Wurmberg is a municipality in the district of Enz in Baden-Württemberg in Germany.

Geography

Wurmberg is located on the so-called Platte, a Karst mountain range in the northern Black Forest (Schwarzwald).

Municipality

The municipality Wurmberg includes the districts Wurmberg and Neubärental.  Wurmberg was a settlement of the Waldensians from Lucerne.

History

Wurmberg was first mentioned in documents in 1221 as a chapel was built at that time.
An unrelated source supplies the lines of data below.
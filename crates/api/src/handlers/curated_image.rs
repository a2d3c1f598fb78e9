//! Handlers for the `/curated-images` resource.

use axum::extract::{Path, Query, State};
use axum::http::StatusCode;
use axum::Json;
use ecv_core::curation::approval_label;
use ecv_core::types::DbId;
use ecv_db::models::curated_image::{CreateCuratedImage, CuratedImage, UpdateCuratedImage};
use ecv_db::repositories::CuratedImageRepo;

use crate::error::{AppError, AppResult};
use crate::extract::{ValidatedJson, ValidatedPatch};
use crate::query::ArtistScope;
use crate::state::AppState;

/// GET /api/curated-images?artistId=
pub async fn list(
    State(state): State<AppState>,
    Query(scope): Query<ArtistScope>,
) -> AppResult<Json<Vec<CuratedImage>>> {
    let images = CuratedImageRepo::list_by_artist(&state.pool, scope.require()?).await?;
    Ok(Json(images))
}

/// GET /api/curated-images/{id}
pub async fn get_by_id(
    State(state): State<AppState>,
    Path(id): Path<DbId>,
) -> AppResult<Json<CuratedImage>> {
    let image = CuratedImageRepo::find_by_id(&state.pool, &id)
        .await?
        .ok_or_else(|| AppError::not_found("Curated image", id))?;
    Ok(Json(image))
}

/// POST /api/curated-images
pub async fn create(
    State(state): State<AppState>,
    ValidatedJson(input): ValidatedJson<CreateCuratedImage>,
) -> AppResult<(StatusCode, Json<CuratedImage>)> {
    let image = CuratedImageRepo::create(&state.pool, &input).await?;
    Ok((StatusCode::CREATED, Json(image)))
}

/// PATCH /api/curated-images/{id}
pub async fn update(
    State(state): State<AppState>,
    Path(id): Path<DbId>,
    ValidatedPatch(input): ValidatedPatch<UpdateCuratedImage>,
) -> AppResult<Json<CuratedImage>> {
    let image = CuratedImageRepo::update(&state.pool, &id, &input)
        .await?
        .ok_or_else(|| AppError::not_found("Curated image", id))?;
    if input.approved.is_some() {
        tracing::info!(
            image_id = %image.id,
            approval = approval_label(image.approved).unwrap_or("unknown"),
            "Curated image review recorded"
        );
    }
    Ok(Json(image))
}

/// DELETE /api/curated-images/{id}
pub async fn delete(State(state): State<AppState>, Path(id): Path<DbId>) -> AppResult<StatusCode> {
    CuratedImageRepo::delete(&state.pool, &id).await?;
    Ok(StatusCode::NO_CONTENT)
}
In the following period, the Maulbronn Monastery secured the rule of Wurmberg.  The monastery of Wurmberg came into Württemberg in 1504 following the Bavarian-Palatine War of Succession.  At the end of the 17th Century Waldensian Protestants forced to flee from Italy settled in Wurmberg.  The establishment of the district of Neubärental in 1721 goes back to these religious refugees.  An originating theologian of Bärenthal (Hohenzollern) who had converted with some families from Catholicism to Protestantism, had to leave his home in the southern German town of Bärenthal.

Religion
In 1534, Ulrich, Duke of Württemberg enforced the Protestant Reformation in his Duchy of Württemberg.
Waldensians immigrants had found refuge in Wurmberg-Lucerne.
40 people form Bärenthal in Hohenzollern had found refuge in Wurmberg-Neubärental.

Population growth
The population figures for the respective area of jurisdiction are estimates, census results (¹) or official updates of the State Statistical Office Baden-Württemberg (only primary residences ).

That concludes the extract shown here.